Anna Schooneveld

03/01/2023, 2:56 PM
I have a question about LakeFS import. If data is imported/ingested into LakeFS from say an s3 bucket, and the data in changes in that s3 bucket, does it also change in LakeFS? Or does it only if we re-upload it?

Barak Amar

03/01/2023, 3:03 PM
Hi Anna, the import process will reference the existing data. It means lakeFS will create a commit record that points to your data files and if these files will be gone or change it will affect lakeFS. This is not something you would like to do, as lakeFS stores the size of the each object as part of the metadata and having the object modified usually means different size.
If you like to keep a copy of the data and let lakeFS manage it - use upload.

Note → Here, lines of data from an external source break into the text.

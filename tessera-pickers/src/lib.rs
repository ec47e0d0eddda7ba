//! Picker headers for the Tessera UI framework.
//!
//! The components in this crate are pure functions from picker props to a
//! [`toolbar::Toolbar`] tree. The host owns the picker state (which view is
//! open, whether AM or PM is active) and reacts to the intents emitted through
//! the callbacks stored on each [`toolbar::ToolbarButton`].
//!
//! # Example
//!
//! ```
//! use chrono::NaiveDate;
//! use tessera_pickers::{
//!     datetime_header::{DateTimePickerHeaderArgsBuilder, date_time_picker_header},
//!     formatter::ChronoFormatter,
//!     theme::PickerTheme,
//!     view::{MeridiemMode, OpenView},
//! };
//!
//! let date = NaiveDate::from_ymd_opt(2020, 3, 14)
//!     .and_then(|d| d.and_hms_opt(9, 30, 0))
//!     .unwrap();
//! let args = DateTimePickerHeaderArgsBuilder::default()
//!     .date(date)
//!     .open_view(OpenView::Hour)
//!     .meridiem_mode(MeridiemMode::Am)
//!     .on_open_view_change(|view: OpenView| println!("open {view}"))
//!     .on_meridiem_change(|mode: MeridiemMode| println!("switch to {mode}"))
//!     .build()
//!     .unwrap();
//!
//! let formatter = ChronoFormatter::default();
//! let toolbar = date_time_picker_header(&args, &formatter, &PickerTheme::default());
//! assert_eq!(toolbar.selected_fields(), vec![OpenView::Hour]);
//! ```

pub mod accessibility;
pub mod alignment;
pub mod datetime_header;
pub mod dp;
pub mod error;
pub mod formatter;
pub mod preview;
pub mod prop;
pub mod theme;
pub mod toolbar;
pub mod view;

pub use dp::Dp;
pub use error::HeaderError;
pub use prop::{Callback, CallbackWith};
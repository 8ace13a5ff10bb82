//! Job endpoints.

use axum::{
    Json, Router,
    extract::{Path, Query, State},
    routing::get,
};
use jobq_common::{AppError, AppResult};
use jobq_core::SubmitJobInput;
use jobq_db::{
    JobCounts,
    entities::{JobStatus, job},
};
use serde::{Deserialize, Serialize};
use serde_json::Value;
use validator::Validate;

use crate::{
    endpoints::events::JobEventResponse,
    extractors::{MaybeTenantId, TenantId},
    middleware::AppState,
    response::ApiResponse,
};

// ==================== Request/Response Types ====================

/// Job response.
#[derive(Debug, Serialize)]
#[serde(rename_all = "camelCase")]
pub struct JobResponse {
    pub id: i64,
    pub tenant_id: String,
    pub idempotency_key: Option<String>,
    pub status: JobStatus,
    pub payload: String,
    pub attempt_count: i32,
    pub max_retries: i32,
    pub lease_expiry: Option<String>,
    pub created_at: String,
    pub updated_at: String,
    pub completed_at: Option<String>,
    pub last_error: Option<String>,
}

impl From<job::Model> for JobResponse {
    fn from(j: job::Model) -> Self {
        Self {
            id: j.id,
            tenant_id: j.tenant_id,
            idempotency_key: j.idempotency_key,
            status: j.status,
            payload: j.payload,
            attempt_count: j.attempt_count,
            max_retries: j.max_retries,
            lease_expiry: j.lease_expiry.map(|dt| dt.to_rfc3339()),
            created_at: j.created_at.to_rfc3339(),
            updated_at: j.updated_at.to_rfc3339(),
            completed_at: j.completed_at.map(|dt| dt.to_rfc3339()),
            last_error: j.last_error,
        }
    }
}

/// Submit job request.
///
/// `payload` may be a JSON string, stored verbatim, or any other JSON value,
/// stored as its serialized text.
#[derive(Debug, Deserialize, Validate)]
#[serde(rename_all = "camelCase")]
pub struct CreateJobRequest {
    pub payload: Value,

    #[validate(length(max = 255))]
    pub idempotency_key: Option<String>,

    #[validate(range(min = 0, max = 100))]
    pub max_retries: Option<i32>,
}

impl CreateJobRequest {
    fn payload_text(&self) -> String {
        match &self.payload {
            Value::String(s) => s.clone(),
            other => other.to_string(),
        }
    }
}

/// List jobs query.
#[derive(Debug, Deserialize)]
pub struct ListJobsQuery {
    pub status: Option<String>,
}

/// Tenant summary query.
#[derive(Debug, Deserialize)]
#[serde(rename_all = "camelCase")]
pub struct SummaryQuery {
    pub tenant_id: Option<String>,
}

// ==================== Handlers ====================

/// Submit a job for the calling tenant.
async fn create(
    TenantId(tenant_id): TenantId,
    State(state): State<AppState>,
    Json(req): Json<CreateJobRequest>,
) -> AppResult<ApiResponse<JobResponse>> {
    req.validate()?;

    let input = SubmitJobInput {
        tenant_id,
        payload: req.payload_text(),
        idempotency_key: req.idempotency_key,
        max_retries: req.max_retries,
    };

    let job = state.job_service.submit(input).await?;

    Ok(ApiResponse::ok(job.into()))
}

/// Show one job. With a tenant header, other tenants' jobs are not found.
async fn show(
    MaybeTenantId(tenant_id): MaybeTenantId,
    State(state): State<AppState>,
    Path(id): Path<i64>,
) -> AppResult<ApiResponse<JobResponse>> {
    let job = state.job_service.get(id).await?;

    if tenant_id.is_some_and(|t| t != job.tenant_id) {
        return Err(AppError::JobNotFound(id));
    }

    Ok(ApiResponse::ok(job.into()))
}

/// Audit history of one job.
async fn events(
    MaybeTenantId(tenant_id): MaybeTenantId,
    State(state): State<AppState>,
    Path(id): Path<i64>,
) -> AppResult<ApiResponse<Vec<JobEventResponse>>> {
    let job = state.job_service.get(id).await?;

    if tenant_id.is_some_and(|t| t != job.tenant_id) {
        return Err(AppError::JobNotFound(id));
    }

    let events = state.job_service.job_events(job.id).await?;

    Ok(ApiResponse::ok(events.into_iter().map(Into::into).collect()))
}

/// List jobs, oldest first.
async fn list(
    MaybeTenantId(tenant_id): MaybeTenantId,
    State(state): State<AppState>,
    Query(query): Query<ListJobsQuery>,
) -> AppResult<ApiResponse<Vec<JobResponse>>> {
    let status = query
        .status
        .as_deref()
        .map(str::parse::<JobStatus>)
        .transpose()
        .map_err(AppError::BadRequest)?;

    let jobs = state
        .job_service
        .list(tenant_id.as_deref(), status)
        .await?;

    Ok(ApiResponse::ok(jobs.into_iter().map(Into::into).collect()))
}

/// Counts by status for one tenant.
async fn summary(
    MaybeTenantId(header_tenant): MaybeTenantId,
    State(state): State<AppState>,
    Query(query): Query<SummaryQuery>,
) -> AppResult<ApiResponse<JobCounts>> {
    let tenant_id = query
        .tenant_id
        .filter(|t| !t.trim().is_empty())
        .or(header_tenant)
        .ok_or_else(|| AppError::BadRequest("tenantId is required".to_string()))?;

    let counts = state.job_service.counts_by_status(Some(&tenant_id)).await?;

    Ok(ApiResponse::ok(counts))
}

/// Counts by status across all tenants.
async fn global_summary(State(state): State<AppState>) -> AppResult<ApiResponse<JobCounts>> {
    let counts = state.job_service.counts_by_status(None).await?;
    Ok(ApiResponse::ok(counts))
}

// ==================== Router ====================

pub fn router() -> Router<AppState> {
    Router::new()
        .route("/", get(list).post(create))
        .route("/summary", get(summary))
        .route("/summary/global", get(global_summary))
        .route("/{id}", get(show))
        .route("/{id}/events", get(events))
}

#[cfg(test)]
#[allow(clippy::unwrap_used)]
mod tests {
    use super::*;
    use serde_json::json;

    #[test]
    fn test_payload_text() {
        let req: CreateJobRequest =
            serde_json::from_value(json!({ "payload": "{\"action\":\"noop\"}" })).unwrap();
        assert_eq!(req.payload_text(), r#"{"action":"noop"}"#);

        let req: CreateJobRequest =
            serde_json::from_value(json!({ "payload": { "action": "noop" } })).unwrap();
        assert_eq!(req.payload_text(), r#"{"action":"noop"}"#);
    }

    #[test]
    fn test_request_validation() {
        let req: CreateJobRequest = serde_json::from_value(json!({
            "payload": "x",
            "idempotencyKey": "order-1",
            "maxRetries": -1
        }))
        .unwrap();

        assert!(req.validate().is_err());
    }
}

The data will be copied in this case.
👍 1

Anna Schooneveld

03/01/2023, 3:22 PM
Thanks!!! when you say it will affect lakefs, do you mean that it will create an uncommitted change in the repo? or does the underlying data change while on the surface the repo stays the same?

Oz Katz

03/01/2023, 3:38 PM
Hey @Anna Schooneveld 🙂 lakeFS can't make any guarantees about data not managed by it. This means that if lakeFS ingested a path from S3, if that path changes (overwritten or deleted), lakeFS will either return the new version or a
410 Gone
for that object. If you want to keep the lakeFS state up to date with the actual state of the source s3 bucket, a common approach is to run the import periodically. This way you'll also get a nice commit with a diff showing what changed between imports
:dancing_lakefs: 1
be sure to import the same source from the same branch to the same path for this to happen though 🙂
👍 1

Anna Schooneveld

03/01/2023, 4:04 PM
thanks a lot!
:lakefs: 2